Task description:
Every line below needs to be returned exactly as written.

Records for the task:
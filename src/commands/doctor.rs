use std::path::Path;

use anyhow::{bail, Result};
use skill_factory::application::{run_doctor, DoctorScope};
use skill_factory::LocalFs;

use super::Workspace;
use crate::ui::blocks::header::CommandHeader;
use crate::ui::context::UiContext;
use crate::ui::json::{emit, write_event, CompleteEvent, StartEvent};
use crate::ui::primitives::icon::Icon;
use crate::ui::views::doctor::render_doctor_report;

pub fn cmd_doctor(
    config_path: Option<&Path>,
    factory: bool,
    exit_on_error: bool,
    json: bool,
    verbose: u8,
) -> Result<()> {
    let ui = UiContext::new(json, verbose);
    let ws = Workspace::load(config_path, &ui)?;
    let config = &ws.config;

    let scope = if factory {
        DoctorScope::factory(&config.source, config.marker_file.as_str())
    } else {
        DoctorScope::installed(ws.project_target().join("skills"), config.marker_file.as_str())
    }
    .with_known_skills(config.doctor.known_skills.iter().cloned());

    if json {
        emit(&StartEvent::new("doctor"))?;
    } else {
        let mut header = CommandHeader::new(Icon::Doctor, "Skills Doctor");
        header.add("Checking", scope.units_dir.display().to_string());
        print!("{}", header.render(ui.color, ui.unicode));
        println!();
    }

    let report = run_doctor(&LocalFs::new(), &scope)?;

    if json {
        let mut out = std::io::stdout().lock();
        for finding in &report.findings {
            write_event(
                &mut out,
                &serde_json::json!({
                    "event": "finding",
                    "unit": finding.unit,
                    "line": finding.line,
                    "severity": finding.severity,
                    "message": finding.message,
                }),
            )?;
        }
        drop(out);
        emit(&CompleteEvent::new("doctor", report.is_success(), &report))?;
    } else {
        print!("{}", render_doctor_report(&report, ui.color, ui.unicode));
    }

    if exit_on_error && !report.is_success() {
        bail!("doctor found {} error(s)", report.error_count());
    }
    Ok(())
}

Solution for this task:
filename src/commands/doctor.rs
use std::path::Path;

use anyhow::{bail, Result};
use skill_factory::application::{run_doctor, DoctorScope};
use skill_factory::LocalFs;

use super::Workspace;
use crate::ui::blocks::header::CommandHeader;
use crate::ui::context::UiContext;
use crate::ui::json::{emit, write_event, CompleteEvent, StartEvent};
use crate::ui::primitives::icon::Icon;
use crate::ui::views::doctor::render_doctor_report;

pub fn cmd_doctor(
    config_path: Option<&Path>,
    factory: bool,
    exit_on_error: bool,
    json: bool,
    verbose: u8,
) -> Result<()> {
    let ui = UiContext::new(json, verbose);
    let ws = Workspace::load(config_path, &ui)?;
    let config = &ws.config;

    let scope = if factory {
        DoctorScope::factory(&config.source, config.marker_file.as_str())
    } else {
        DoctorScope::installed(ws.project_target().join("skills"), config.marker_file.as_str())
    }
    .with_known_skills(config.doctor.known_skills.iter().cloned());

    if json {
        emit(&StartEvent::new("doctor"))?;
    } else {
        let mut header = CommandHeader::new(Icon::Doctor, "Skills Doctor");
        header.add("Checking", scope.units_dir.display().to_string());
        print!("{}", header.render(ui.color, ui.unicode));
        println!();
    }

    let report = run_doctor(&LocalFs::new(), &scope)?;

    if json {
        let mut out = std::io::stdout().lock();
        for finding in &report.findings {
            write_event(
                &mut out,
                &serde_json::json!({
                    "event": "finding",
                    "unit": finding.unit,
                    "line": finding.line,
                    "severity": finding.severity,
                    "message": finding.message,
                }),
            )?;
        }
        drop(out);
        emit(&CompleteEvent::new("doctor", report.is_success(), &report))?;
    } else {
        print!("{}", render_doctor_report(&report, ui.color, ui.unicode));
    }

    if exit_on_error && !report.is_success() {
        bail!("doctor found {} error(s)", report.error_count());
    }
    Ok(())
}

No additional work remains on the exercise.